- [WHAT TO PRODUCE]
Below are some records. Reproduce them exactly from their first line through the line with "always see the", inclusive.

Collected data
======
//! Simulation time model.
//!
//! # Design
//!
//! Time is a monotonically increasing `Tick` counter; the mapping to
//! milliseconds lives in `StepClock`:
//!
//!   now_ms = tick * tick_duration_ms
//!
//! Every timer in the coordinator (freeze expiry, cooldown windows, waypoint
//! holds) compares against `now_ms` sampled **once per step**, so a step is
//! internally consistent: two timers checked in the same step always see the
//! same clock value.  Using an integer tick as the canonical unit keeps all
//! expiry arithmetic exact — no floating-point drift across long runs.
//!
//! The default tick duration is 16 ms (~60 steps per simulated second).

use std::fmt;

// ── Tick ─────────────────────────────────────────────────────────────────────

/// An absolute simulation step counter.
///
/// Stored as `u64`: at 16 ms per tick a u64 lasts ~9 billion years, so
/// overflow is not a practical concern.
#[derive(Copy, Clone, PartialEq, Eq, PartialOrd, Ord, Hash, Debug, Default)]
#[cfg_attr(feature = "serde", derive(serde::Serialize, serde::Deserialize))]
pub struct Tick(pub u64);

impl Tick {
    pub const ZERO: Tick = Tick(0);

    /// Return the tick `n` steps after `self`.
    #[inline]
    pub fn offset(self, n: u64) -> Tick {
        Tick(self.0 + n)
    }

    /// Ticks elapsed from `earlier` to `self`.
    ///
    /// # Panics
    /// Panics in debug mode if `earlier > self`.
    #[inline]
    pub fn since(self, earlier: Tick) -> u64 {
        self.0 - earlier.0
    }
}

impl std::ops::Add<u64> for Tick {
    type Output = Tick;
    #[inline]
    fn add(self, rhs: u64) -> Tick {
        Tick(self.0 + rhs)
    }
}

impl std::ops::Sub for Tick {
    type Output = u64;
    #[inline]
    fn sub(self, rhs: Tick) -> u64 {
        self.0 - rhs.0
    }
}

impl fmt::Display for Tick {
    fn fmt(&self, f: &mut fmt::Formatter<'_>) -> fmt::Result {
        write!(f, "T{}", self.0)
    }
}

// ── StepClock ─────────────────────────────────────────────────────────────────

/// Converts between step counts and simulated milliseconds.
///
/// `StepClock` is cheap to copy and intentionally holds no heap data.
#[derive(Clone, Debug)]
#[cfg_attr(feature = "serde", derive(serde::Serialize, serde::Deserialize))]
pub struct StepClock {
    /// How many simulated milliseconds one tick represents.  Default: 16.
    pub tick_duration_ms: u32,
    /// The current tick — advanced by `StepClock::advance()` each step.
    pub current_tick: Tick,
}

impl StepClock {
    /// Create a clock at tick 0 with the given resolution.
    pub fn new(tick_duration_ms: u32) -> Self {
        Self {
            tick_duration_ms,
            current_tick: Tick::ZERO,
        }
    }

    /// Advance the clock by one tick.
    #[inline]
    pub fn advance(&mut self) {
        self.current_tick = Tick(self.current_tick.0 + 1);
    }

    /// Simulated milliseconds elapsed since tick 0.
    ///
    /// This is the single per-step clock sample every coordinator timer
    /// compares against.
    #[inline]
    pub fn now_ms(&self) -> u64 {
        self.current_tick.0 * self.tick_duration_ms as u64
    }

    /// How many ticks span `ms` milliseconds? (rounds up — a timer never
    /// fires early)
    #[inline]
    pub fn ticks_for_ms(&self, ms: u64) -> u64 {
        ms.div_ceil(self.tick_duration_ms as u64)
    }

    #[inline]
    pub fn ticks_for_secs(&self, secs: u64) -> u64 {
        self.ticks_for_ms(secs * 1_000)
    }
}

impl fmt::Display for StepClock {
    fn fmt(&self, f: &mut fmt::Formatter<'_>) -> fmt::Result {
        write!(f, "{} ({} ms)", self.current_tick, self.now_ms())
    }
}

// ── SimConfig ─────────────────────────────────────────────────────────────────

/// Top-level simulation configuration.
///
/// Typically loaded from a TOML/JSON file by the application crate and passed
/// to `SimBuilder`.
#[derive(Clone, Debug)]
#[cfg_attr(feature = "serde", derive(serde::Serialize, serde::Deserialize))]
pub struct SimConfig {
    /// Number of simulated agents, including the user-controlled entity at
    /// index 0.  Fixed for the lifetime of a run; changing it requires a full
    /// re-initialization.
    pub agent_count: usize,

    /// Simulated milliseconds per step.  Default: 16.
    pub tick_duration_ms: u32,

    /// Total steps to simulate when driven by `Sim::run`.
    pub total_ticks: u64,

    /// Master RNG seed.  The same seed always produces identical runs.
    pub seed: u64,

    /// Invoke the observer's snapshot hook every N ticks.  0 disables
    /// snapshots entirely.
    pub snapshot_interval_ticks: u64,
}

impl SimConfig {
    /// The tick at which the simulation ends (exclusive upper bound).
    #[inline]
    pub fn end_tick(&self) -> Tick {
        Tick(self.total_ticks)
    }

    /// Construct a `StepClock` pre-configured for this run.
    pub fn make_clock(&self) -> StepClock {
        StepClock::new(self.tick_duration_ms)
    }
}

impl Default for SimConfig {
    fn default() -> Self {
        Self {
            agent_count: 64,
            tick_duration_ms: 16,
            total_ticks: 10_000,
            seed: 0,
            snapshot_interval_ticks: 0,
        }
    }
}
======
- [TASK RESPONSE]
//! Simulation time model.
//!
//! # Design
//!
//! Time is a monotonically increasing `Tick` counter; the mapping to
//! milliseconds lives in `StepClock`:
//!
//!   now_ms = tick * tick_duration_ms
//!
//! Every timer in the coordinator (freeze expiry, cooldown windows, waypoint
//! holds) compares against `now_ms` sampled **once per step**, so a step is
//! internally consistent: two timers checked in the same step always see the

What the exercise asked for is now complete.